The system relies on payment and registration channels to help bootstrap the system. The payment channel facilitates the service for exchanging funds between users, and the registration channel enables users to dynamically introduce services or update the existing ones. The syntax for each transaction type, the relationship between intra-channel transactions, as well as the size, frequency, and format constraints for blocks that keep such transactions are defined by protocols specific to each service. Users store, process, and propagate transactions on channels only for the relevant services. An integration protocol defines global properties such as the security, reward structure, valid service numbers, the genesis block, and the inter-channel communication between the payment channel and the other channels.
While service-oriented sharding is applicable to any existing blockchain protocol, such as Bitcoin or Ethereum, Aspen is instantiated on Bitcoin-NG, which provides much higher transaction throughput than Bitcoin with a fraction of its consensus latency. The following figure shows the blockchain structure of Aspen with example channels.
Existing blockchain protocols try to achieve a consensus on a single main chain that commingles all transactions. In contrast, Aspen separates out unrelated transactions by asset class, and thereby enables clients to only follow the chains related to their interests, while securing the entirety of the chain set with the same mining power.
Specifically, Aspen separates independent transactions into a series of microblock chains that are conjoined at common key blocks. Each channel contains the same genesis block, all key blocks (blocks with a key symbol), and a specific set of microblock (circles) chains containing custom transactions (buckets with the same symbol). Key blocks combine the chains together. Details such as the reward structure, how to dynamically introduce new services, and how to update existing ones are discussed in the white paper.

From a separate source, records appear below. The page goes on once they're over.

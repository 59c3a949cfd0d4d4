use tokio::signal;

/// Resolves on Ctrl+C. If the handler cannot be installed it never resolves.
pub async fn shutdown_signal() {
    if let Err(e) = signal::ctrl_c().await {
        tracing::error!("failed to install Ctrl+C handler: {e}");
        std::future::pending::<()>().await;
    }

    #[cfg(not(windows))]
    println!();
    tracing::info!("Ctrl+C received, finishing in-flight requests.");
}
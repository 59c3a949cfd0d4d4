use utoipa::{Modify, OpenApi};
use utoipa::openapi::security::{ApiKey, ApiKeyValue, SecurityScheme};

use crate::web::middlewares::AUTH_TOKEN;

pub struct CookieAuthModifier;

impl Modify for CookieAuthModifier {
    fn modify(&self, openapi: &mut utoipa::openapi::OpenApi) {
        if let Some(schema) = openapi.components.as_mut() {
            schema.add_security_scheme("cookie", SecurityScheme::ApiKey(
                    ApiKey::Cookie(ApiKeyValue::with_description(AUTH_TOKEN, "JWT token for current user"))
            ));
        }
    }
}

#[derive(OpenApi)]
#[openapi(
    paths(
        crate::web::routes::account::registration_handler,
        crate::web::routes::account::login_handler,
        crate::web::routes::account::logout_handler,
        crate::web::routes::courses::course_list_handler,
        crate::web::routes::courses::course_detail_handler,
        crate::web::routes::courses::course_enroll_handler,
        crate::web::routes::exam::exam_submit_handler,
        crate::web::routes::exam::exam_result_handler,
        crate::web::routes::admin::course_list_handler,
        crate::web::routes::admin::course_create_handler,
        crate::web::routes::admin::course_get_handler,
        crate::web::routes::admin::course_update_handler,
        crate::web::routes::admin::course_delete_handler,
        crate::web::routes::admin::course_add_lesson_handler,
        crate::web::routes::admin::course_add_question_handler,
        crate::web::routes::admin::question_add_choice_handler,
        crate::web::routes::admin::course_attach_instructor_handler,
        crate::web::routes::admin::course_detach_instructor_handler,
    ),
    modifiers(&CookieAuthModifier),
    tags(
        (name = "account", description = "Registration and sessions"),
        (name = "courses", description = "Course catalogue and enrollment"),
        (name = "exam", description = "Exam attempts and their scores"),
        (name = "admin", description = "Course authoring, admin role only"),
    ),
)]
pub struct ApiDoc;

#[cfg(test)]
mod test {
    use super::*;

    #[test]
    fn openapi_lists_learner_routes() {
        let doc = ApiDoc::openapi();
        for path in ["/registration/", "/{course_id}/enroll/", "/{course_id}/submit/", "/admin/courses"] {
            assert!(doc.paths.paths.contains_key(path), "missing {path}");
        }
    }
}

An interesting aspect of Aspen's design is that it's possible to view the existing Bitcoin network as an instantiation of Aspen. This enables one to build Aspen as a subsuming blckchain around Bitcoin, encapsulating the existing blockchain structure and amending it with new blocks that enable multiple asset classes to be threaded together.
Overall, Aspen provides a new approach to scaling up to the demands of different asset classes for secure representation on a blockchain.